La blanda respuesta quita la ira; Mas la palabra áspera hace subir el furor. La lengua de los sabios adornará la sabiduría; Mas la boca de los necios hablará sandeces. Los ojos de Jehová están en todo lugar, Mirando a los malos y a los buenos. La lengua apacible es árbol de vida;  Mas la perversidad de ella es quebrantamiento de espíritu. (Pr 15: 1-4)

Leyendo estos versículos podemos darnos cuanta del poder de la lengua. Sin duda alguna somos pecadores,  pero si le entregamos nuestras vidas a Cristo las ofensas no serán nuestro modo de vida. Cada día nos pareceremos más a nuestro Señor.

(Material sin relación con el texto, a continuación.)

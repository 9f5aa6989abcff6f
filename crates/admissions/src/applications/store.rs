use std::sync::{Arc, RwLock, RwLockReadGuard, RwLockWriteGuard};

use super::domain::{ApplicationId, ApplicationRecord};
use super::fixtures::{generate_applications, FixtureConfig, FixtureError};

/// Storage abstraction so the query and mutation services can be exercised in isolation.
pub trait ApplicationRepository: Send + Sync {
    fn count(&self) -> Result<usize, RepositoryError>;
    fn all(&self) -> Result<Vec<ApplicationRecord>, RepositoryError>;
    /// Records in `[offset, offset + limit)` clamped to the collection, read
    /// together with the total so both describe the same state.
    fn window(&self, offset: usize, limit: usize) -> Result<RecordWindow, RepositoryError>;
    fn fetch(&self, id: &ApplicationId) -> Result<Option<ApplicationRecord>, RepositoryError>;
    /// Replace the record matching `id` with `merge(current)` in place and
    /// return the stored value. `Ok(None)` when no record matches.
    fn update_with(
        &self,
        id: &ApplicationId,
        merge: &mut dyn FnMut(&ApplicationRecord) -> ApplicationRecord,
    ) -> Result<Option<ApplicationRecord>, RepositoryError>;
}

#[derive(Debug, Clone, PartialEq)]
pub struct RecordWindow {
    pub records: Vec<ApplicationRecord>,
    pub total: usize,
}

/// Error enumeration for repository failures.
#[derive(Debug, thiserror::Error)]
pub enum RepositoryError {
    #[error("repository unavailable: {0}")]
    Unavailable(String),
}

/// Fixture store holding the canonical ordered collection. Clones share the
/// same records, so writes through one handle are visible through all.
#[derive(Debug, Default, Clone)]
pub struct InMemoryApplicationStore {
    records: Arc<RwLock<Vec<ApplicationRecord>>>,
}

impl InMemoryApplicationStore {
    pub fn from_records(records: Vec<ApplicationRecord>) -> Self {
        Self {
            records: Arc::new(RwLock::new(records)),
        }
    }

    pub fn generate(config: &FixtureConfig) -> Result<Self, FixtureError> {
        Ok(Self::from_records(generate_applications(config)?))
    }

    fn read(&self) -> Result<RwLockReadGuard<'_, Vec<ApplicationRecord>>, RepositoryError> {
        self.records
            .read()
            .map_err(|_| RepositoryError::Unavailable("store lock poisoned".to_string()))
    }

    fn write(&self) -> Result<RwLockWriteGuard<'_, Vec<ApplicationRecord>>, RepositoryError> {
        self.records
            .write()
            .map_err(|_| RepositoryError::Unavailable("store lock poisoned".to_string()))
    }
}

impl ApplicationRepository for InMemoryApplicationStore {
    fn count(&self) -> Result<usize, RepositoryError> {
        Ok(self.read()?.len())
    }

    fn all(&self) -> Result<Vec<ApplicationRecord>, RepositoryError> {
        Ok(self.read()?.clone())
    }

    fn window(&self, offset: usize, limit: usize) -> Result<RecordWindow, RepositoryError> {
        let guard = self.read()?;
        let total = guard.len();
        let start = offset.min(total);
        let end = offset.saturating_add(limit).min(total);
        Ok(RecordWindow {
            records: guard[start..end].to_vec(),
            total,
        })
    }

    fn fetch(&self, id: &ApplicationId) -> Result<Option<ApplicationRecord>, RepositoryError> {
        let guard = self.read()?;
        Ok(guard.iter().find(|record| &record.id == id).cloned())
    }

    fn update_with(
        &self,
        id: &ApplicationId,
        merge: &mut dyn FnMut(&ApplicationRecord) -> ApplicationRecord,
    ) -> Result<Option<ApplicationRecord>, RepositoryError> {
        let mut guard = self.write()?;
        let Some(index) = guard.iter().position(|record| &record.id == id) else {
            return Ok(None);
        };
        let merged = merge(&guard[index]);
        guard[index] = merged.clone();
        Ok(Some(merged))
    }
}
use std::env;
use std::fmt;
use std::net::{IpAddr, SocketAddr};
use std::str::FromStr;
use std::time::Duration;

use crate::applications::FixtureConfig;

/// Distinguishes runtime behavior for different stages of the service.
#[derive(Debug, Clone, Copy, PartialEq, Eq)]
pub enum AppEnvironment {
    Development,
    Test,
    Production,
}

impl AppEnvironment {
    fn from_str(value: &str) -> Self {
        match value.trim().to_ascii_lowercase().as_str() {
            "prod" | "production" => Self::Production,
            "test" | "ci" => Self::Test,
            _ => Self::Development,
        }
    }
}

/// Top-level configuration for the admissions backend.
#[derive(Debug, Clone)]
pub struct AppConfig {
    pub environment: AppEnvironment,
    pub server: ServerConfig,
    pub telemetry: TelemetryConfig,
    pub backend: MockBackendConfig,
}

impl AppConfig {
    pub fn load() -> Result<Self, ConfigError> {
        dotenvy::dotenv().ok();

        let environment = AppEnvironment::from_str(
            &env::var("APP_ENV").unwrap_or_else(|_| "development".to_string()),
        );

        let host = env::var("APP_HOST").unwrap_or_else(|_| "127.0.0.1".to_string());
        let port = env::var("APP_PORT")
            .unwrap_or_else(|_| "3000".to_string())
            .parse::<u16>()
            .map_err(|_| ConfigError::InvalidPort)?;

        let log_level = env::var("APP_LOG_LEVEL").unwrap_or_else(|_| "info".to_string());

        let defaults = FixtureConfig::default();
        let latency_ms: u64 = numeric_var("APP_MOCK_LATENCY_MS", 500)?;
        let fixtures = FixtureConfig {
            count: numeric_var("APP_FIXTURE_COUNT", defaults.count)?,
            year: numeric_var("APP_FIXTURE_YEAR", defaults.year)?,
            seed: numeric_var("APP_FIXTURE_SEED", defaults.seed)?,
        };

        Ok(Self {
            environment,
            server: ServerConfig { host, port },
            telemetry: TelemetryConfig { log_level },
            backend: MockBackendConfig {
                latency: Duration::from_millis(latency_ms),
                fixtures,
            },
        })
    }
}

fn numeric_var<T: FromStr>(key: &'static str, default: T) -> Result<T, ConfigError> {
    match env::var(key) {
        Ok(value) => value
            .trim()
            .parse::<T>()
            .map_err(|_| ConfigError::InvalidNumber { key, value }),
        Err(_) => Ok(default),
    }
}

/// Settings controlling the HTTP server binding.
#[derive(Debug, Clone)]
pub struct ServerConfig {
    pub host: String,
    pub port: u16,
}

impl ServerConfig {
    pub fn socket_addr(&self) -> Result<SocketAddr, ConfigError> {
        if self.host.eq_ignore_ascii_case("localhost") {
            return Ok(SocketAddr::new(IpAddr::from([127, 0, 0, 1]), self.port));
        }

        let ip: IpAddr = self
            .host
            .parse()
            .map_err(|source| ConfigError::InvalidHost { source })?;

        Ok(SocketAddr::new(ip, self.port))
    }
}

/// Tracing controls.
#[derive(Debug, Clone)]
pub struct TelemetryConfig {
    pub log_level: String,
}

/// Shape of the simulated backend: artificial latency and fixture seed.
#[derive(Debug, Clone)]
pub struct MockBackendConfig {
    pub latency: Duration,
    pub fixtures: FixtureConfig,
}

#[derive(Debug)]
pub enum ConfigError {
    InvalidPort,
    InvalidHost { source: std::net::AddrParseError },
    InvalidNumber { key: &'static str, value: String },
}

impl fmt::Display for ConfigError {
    fn fmt(&self, f: &mut fmt::Formatter<'_>) -> fmt::Result {
        match self {
            ConfigError::InvalidPort => write!(f, "APP_PORT must be a valid u16"),
            ConfigError::InvalidHost { .. } => {
                write!(f, "APP_HOST must parse to an IPv4 or IPv6 address")
            }
            ConfigError::InvalidNumber { key, value } => {
                write!(f, "{key} must be an integer in range, got '{value}'")
            }
        }
    }
}

impl std::error::Error for ConfigError {
    fn source(&self) -> Option<&(dyn std::error::Error + 'static)> {
        match self {
            ConfigError::InvalidPort | ConfigError::InvalidNumber { .. } => None,
            ConfigError::InvalidHost { source } => Some(source),
        }
    }
}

No hablaremos palabras de maldición y destrucción, sino palabra de bendición y vida. Tratemos de ofender lo menos posible y pedirle perdón a Dios por este pecado.

El poder de la lengua

Una vez un niño afendió a su amigo. El padre al ver este acionar mandó al niño a poner muchos clavos en la cerca del jardín. Cada clavo significaba una ofensa que el niño había dicho a su amiguito. Una vez el niño vio que la cerca estab muy fea con tantos clavos el padre le mandó a que los sacara. Después el padre le preguntó, ¿qué observas ahora en la cerca?. El niño le dijo que habían quedado muchos agujeros al sacar los clavos. El padre le dijo que así mismo sucedía cada vez que utilizamos la lengua para maldecir, murmurar u ofender. Aunque pidamos perdón después siempre quedarán las cicatrices. hermano, por eso te invito a utilizar el poder de la lengua para bendecir.

Si usted no ha aceptado todavía a Cristo lo invito a que lo haga en esta hora. A través de Crsito es como podemos obtener la vida eterna. Cristo nos da poder para bendecir a través de las palabras. Aceptándolo es como único podemos utilizar adecuadamente la lengua. Si eres cristiano te exhorto que a partir de ahora pensemos antes de hablar, seamos pronto para oír y tardos para hablar.